● **Source data**
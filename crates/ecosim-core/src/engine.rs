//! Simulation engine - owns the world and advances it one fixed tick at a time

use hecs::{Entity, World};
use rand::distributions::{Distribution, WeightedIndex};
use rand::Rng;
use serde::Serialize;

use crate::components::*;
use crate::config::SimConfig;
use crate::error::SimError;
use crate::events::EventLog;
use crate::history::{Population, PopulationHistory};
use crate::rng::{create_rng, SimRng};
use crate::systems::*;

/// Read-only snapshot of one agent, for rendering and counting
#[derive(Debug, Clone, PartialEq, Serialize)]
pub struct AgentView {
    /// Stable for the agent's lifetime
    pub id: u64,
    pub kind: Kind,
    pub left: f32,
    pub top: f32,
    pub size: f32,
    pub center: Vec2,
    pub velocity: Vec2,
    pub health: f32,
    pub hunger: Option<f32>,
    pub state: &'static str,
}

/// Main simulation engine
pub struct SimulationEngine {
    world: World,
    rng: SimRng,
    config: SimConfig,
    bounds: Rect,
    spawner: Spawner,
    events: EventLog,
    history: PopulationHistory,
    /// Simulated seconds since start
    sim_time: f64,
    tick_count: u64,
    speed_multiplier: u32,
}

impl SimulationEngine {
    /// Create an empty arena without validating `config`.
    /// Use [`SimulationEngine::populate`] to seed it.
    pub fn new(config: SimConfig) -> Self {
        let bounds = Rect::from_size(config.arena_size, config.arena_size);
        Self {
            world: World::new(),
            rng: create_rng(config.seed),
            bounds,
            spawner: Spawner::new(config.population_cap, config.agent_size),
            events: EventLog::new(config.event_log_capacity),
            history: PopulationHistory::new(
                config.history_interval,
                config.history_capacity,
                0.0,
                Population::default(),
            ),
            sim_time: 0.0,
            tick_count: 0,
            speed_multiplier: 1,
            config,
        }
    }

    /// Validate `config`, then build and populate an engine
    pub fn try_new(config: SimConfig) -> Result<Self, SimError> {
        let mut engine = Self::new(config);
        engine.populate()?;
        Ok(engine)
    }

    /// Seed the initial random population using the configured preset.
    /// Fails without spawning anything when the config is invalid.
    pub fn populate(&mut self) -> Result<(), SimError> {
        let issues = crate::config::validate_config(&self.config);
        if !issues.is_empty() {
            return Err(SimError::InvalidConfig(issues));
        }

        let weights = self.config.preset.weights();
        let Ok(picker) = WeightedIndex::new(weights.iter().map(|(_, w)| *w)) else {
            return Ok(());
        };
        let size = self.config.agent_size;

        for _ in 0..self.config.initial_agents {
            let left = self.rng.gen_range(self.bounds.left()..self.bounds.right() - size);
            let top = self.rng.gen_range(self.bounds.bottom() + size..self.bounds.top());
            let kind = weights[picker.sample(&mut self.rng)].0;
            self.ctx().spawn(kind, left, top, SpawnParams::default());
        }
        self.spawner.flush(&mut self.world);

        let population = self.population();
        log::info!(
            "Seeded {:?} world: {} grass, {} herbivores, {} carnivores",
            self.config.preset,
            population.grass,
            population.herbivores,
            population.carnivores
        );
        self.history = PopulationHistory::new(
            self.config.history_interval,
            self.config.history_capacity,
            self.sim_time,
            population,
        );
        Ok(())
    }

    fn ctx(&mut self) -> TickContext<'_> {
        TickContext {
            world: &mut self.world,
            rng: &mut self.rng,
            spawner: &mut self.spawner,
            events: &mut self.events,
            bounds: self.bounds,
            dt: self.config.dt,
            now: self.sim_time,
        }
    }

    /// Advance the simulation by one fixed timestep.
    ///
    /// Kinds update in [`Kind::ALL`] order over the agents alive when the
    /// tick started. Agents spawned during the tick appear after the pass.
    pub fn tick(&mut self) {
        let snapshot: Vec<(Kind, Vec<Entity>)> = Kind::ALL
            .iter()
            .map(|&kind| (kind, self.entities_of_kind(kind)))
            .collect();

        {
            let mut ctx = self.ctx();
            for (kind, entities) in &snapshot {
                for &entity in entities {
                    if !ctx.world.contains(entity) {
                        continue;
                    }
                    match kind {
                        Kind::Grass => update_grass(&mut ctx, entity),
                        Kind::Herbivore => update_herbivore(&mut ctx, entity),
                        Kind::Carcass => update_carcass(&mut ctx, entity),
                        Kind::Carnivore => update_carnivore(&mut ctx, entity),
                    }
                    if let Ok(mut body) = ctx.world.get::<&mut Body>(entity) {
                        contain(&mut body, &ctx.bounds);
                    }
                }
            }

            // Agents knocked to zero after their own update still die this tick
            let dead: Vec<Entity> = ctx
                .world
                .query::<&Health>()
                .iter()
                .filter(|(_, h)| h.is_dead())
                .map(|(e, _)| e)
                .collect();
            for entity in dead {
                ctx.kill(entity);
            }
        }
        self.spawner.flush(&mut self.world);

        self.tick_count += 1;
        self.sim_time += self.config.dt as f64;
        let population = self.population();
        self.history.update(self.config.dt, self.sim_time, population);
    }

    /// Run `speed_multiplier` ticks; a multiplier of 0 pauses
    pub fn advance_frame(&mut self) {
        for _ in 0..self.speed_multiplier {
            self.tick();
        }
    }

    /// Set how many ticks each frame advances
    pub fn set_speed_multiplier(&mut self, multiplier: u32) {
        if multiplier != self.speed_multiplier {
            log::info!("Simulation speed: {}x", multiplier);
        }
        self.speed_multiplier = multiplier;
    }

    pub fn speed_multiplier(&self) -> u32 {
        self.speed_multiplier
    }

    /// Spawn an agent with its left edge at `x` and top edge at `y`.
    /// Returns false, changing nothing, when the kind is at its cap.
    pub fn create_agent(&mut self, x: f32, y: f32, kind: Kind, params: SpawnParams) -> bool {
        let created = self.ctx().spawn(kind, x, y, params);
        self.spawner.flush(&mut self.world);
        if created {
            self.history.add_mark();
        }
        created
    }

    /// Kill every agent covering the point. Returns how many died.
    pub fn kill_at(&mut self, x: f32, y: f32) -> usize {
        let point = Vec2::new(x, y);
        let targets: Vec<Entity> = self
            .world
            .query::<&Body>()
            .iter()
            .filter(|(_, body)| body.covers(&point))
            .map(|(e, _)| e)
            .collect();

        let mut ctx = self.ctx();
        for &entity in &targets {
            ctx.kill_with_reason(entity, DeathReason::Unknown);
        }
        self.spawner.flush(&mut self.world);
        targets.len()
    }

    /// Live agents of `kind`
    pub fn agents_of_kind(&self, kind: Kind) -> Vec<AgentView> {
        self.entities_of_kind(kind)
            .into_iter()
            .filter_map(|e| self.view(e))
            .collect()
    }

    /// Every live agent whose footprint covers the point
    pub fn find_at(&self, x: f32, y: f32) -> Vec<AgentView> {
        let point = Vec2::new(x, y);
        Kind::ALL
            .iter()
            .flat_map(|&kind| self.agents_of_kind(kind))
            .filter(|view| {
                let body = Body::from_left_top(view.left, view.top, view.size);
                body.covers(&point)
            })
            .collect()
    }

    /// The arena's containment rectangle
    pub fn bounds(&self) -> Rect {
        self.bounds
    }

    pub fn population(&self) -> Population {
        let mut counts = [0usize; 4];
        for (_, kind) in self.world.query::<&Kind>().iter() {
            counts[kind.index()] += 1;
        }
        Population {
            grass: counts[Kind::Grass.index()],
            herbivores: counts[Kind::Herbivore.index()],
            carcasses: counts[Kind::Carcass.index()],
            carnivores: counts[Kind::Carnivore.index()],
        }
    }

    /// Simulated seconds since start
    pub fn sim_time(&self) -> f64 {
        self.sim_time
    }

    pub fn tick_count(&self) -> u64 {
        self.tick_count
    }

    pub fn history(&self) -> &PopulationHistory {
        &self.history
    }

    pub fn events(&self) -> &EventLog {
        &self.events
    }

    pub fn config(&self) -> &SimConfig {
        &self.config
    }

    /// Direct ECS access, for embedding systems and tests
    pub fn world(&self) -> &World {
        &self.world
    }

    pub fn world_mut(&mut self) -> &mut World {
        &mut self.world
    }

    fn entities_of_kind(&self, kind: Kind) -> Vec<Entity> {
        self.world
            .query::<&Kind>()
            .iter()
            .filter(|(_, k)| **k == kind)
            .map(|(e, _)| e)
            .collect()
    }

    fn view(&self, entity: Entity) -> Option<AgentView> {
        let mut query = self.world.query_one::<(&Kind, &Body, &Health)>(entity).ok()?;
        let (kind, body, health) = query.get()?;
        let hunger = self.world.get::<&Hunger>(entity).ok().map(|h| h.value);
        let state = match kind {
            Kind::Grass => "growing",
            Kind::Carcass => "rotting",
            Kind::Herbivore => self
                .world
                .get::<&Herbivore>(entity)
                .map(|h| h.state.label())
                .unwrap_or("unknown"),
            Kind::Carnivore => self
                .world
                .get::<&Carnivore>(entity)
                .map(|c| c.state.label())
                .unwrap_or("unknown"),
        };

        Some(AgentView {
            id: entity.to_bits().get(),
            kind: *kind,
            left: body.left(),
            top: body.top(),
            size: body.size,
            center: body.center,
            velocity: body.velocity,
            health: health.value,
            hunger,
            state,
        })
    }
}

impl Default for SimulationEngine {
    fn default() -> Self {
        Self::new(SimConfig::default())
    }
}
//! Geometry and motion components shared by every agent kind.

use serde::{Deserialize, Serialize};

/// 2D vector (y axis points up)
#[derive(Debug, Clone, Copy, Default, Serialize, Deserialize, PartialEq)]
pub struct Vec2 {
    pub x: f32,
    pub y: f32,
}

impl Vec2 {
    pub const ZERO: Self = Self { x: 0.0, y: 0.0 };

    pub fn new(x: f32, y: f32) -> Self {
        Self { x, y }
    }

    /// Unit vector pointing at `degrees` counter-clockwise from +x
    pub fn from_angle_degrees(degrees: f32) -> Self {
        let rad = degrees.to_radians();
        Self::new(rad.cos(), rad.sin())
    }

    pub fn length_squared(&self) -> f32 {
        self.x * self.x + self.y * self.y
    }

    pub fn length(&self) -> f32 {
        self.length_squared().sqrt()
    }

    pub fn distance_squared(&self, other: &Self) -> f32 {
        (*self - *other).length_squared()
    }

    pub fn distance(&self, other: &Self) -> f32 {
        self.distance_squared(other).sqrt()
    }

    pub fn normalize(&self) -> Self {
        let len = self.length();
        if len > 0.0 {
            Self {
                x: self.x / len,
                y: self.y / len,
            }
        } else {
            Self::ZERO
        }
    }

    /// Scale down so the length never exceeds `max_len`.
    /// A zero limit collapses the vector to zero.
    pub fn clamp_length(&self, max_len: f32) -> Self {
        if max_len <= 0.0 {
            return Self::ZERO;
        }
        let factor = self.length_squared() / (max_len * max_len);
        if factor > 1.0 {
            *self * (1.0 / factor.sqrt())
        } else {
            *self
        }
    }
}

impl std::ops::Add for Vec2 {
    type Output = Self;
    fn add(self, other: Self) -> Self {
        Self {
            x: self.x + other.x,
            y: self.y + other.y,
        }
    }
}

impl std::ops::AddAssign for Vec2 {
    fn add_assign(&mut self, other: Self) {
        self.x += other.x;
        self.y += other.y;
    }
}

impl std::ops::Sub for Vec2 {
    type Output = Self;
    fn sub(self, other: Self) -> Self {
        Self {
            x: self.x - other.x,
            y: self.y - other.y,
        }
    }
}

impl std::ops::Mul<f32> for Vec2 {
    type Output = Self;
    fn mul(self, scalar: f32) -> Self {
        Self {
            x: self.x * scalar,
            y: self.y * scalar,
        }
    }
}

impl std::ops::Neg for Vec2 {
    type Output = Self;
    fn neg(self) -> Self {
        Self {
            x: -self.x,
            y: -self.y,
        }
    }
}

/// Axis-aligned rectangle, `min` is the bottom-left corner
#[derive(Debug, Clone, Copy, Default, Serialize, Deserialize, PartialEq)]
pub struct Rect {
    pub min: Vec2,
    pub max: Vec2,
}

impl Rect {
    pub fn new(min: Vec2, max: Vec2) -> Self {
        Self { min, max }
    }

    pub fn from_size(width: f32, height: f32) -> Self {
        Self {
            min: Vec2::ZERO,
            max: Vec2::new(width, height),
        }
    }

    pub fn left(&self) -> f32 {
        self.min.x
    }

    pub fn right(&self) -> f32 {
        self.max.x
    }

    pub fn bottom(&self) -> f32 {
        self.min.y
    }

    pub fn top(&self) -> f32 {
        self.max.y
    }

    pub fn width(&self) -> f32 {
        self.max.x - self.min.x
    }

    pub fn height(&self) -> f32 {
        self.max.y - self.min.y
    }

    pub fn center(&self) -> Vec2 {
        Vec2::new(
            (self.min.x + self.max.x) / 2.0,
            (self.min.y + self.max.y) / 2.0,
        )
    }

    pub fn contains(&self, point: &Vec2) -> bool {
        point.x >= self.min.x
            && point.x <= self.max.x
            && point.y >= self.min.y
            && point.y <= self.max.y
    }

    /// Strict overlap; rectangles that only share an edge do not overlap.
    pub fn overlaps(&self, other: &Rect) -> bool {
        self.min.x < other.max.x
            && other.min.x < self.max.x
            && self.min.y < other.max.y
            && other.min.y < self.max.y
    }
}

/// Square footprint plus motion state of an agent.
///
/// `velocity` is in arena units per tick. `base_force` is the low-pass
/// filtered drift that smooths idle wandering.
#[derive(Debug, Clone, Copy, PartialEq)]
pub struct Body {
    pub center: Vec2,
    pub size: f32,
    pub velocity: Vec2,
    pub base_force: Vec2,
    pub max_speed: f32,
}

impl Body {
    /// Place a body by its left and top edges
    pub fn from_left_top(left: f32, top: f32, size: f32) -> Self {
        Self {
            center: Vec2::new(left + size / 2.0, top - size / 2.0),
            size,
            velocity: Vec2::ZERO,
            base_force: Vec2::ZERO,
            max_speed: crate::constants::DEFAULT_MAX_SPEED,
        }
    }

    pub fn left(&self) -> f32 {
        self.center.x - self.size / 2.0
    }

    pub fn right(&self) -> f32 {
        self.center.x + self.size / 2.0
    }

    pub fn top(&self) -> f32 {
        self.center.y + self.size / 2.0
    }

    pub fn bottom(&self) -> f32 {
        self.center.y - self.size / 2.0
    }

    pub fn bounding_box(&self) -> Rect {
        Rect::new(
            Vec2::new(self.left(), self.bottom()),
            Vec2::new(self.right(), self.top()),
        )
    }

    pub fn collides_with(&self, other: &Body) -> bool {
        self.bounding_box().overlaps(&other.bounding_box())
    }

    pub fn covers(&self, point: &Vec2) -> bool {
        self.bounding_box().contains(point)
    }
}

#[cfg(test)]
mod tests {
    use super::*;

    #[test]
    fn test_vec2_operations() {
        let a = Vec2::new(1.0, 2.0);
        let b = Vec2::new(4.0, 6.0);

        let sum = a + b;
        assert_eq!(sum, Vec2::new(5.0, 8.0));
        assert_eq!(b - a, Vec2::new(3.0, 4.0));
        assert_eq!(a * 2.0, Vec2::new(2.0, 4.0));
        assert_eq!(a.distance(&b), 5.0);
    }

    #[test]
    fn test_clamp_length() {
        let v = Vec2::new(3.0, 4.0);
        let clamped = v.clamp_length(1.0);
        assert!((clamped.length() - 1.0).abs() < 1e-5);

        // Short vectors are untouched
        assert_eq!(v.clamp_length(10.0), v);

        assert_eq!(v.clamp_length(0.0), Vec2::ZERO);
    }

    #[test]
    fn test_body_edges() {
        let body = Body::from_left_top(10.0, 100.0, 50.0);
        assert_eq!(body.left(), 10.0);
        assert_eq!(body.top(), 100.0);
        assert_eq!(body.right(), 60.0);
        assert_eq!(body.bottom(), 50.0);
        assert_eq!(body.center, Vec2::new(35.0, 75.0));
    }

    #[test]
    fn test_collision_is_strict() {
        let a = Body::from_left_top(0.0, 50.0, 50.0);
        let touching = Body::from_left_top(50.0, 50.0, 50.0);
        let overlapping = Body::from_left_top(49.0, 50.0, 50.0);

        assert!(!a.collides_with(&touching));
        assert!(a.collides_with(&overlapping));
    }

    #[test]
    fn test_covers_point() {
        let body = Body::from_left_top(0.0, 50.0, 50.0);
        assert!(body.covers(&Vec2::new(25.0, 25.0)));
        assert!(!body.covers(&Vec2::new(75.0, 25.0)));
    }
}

● **Task goal**
Find the lines in the data that include "TickContext", then copy each of them.

● **Answer to the exercise**
    fn ctx(&mut self) -> TickContext<'_> {
        TickContext {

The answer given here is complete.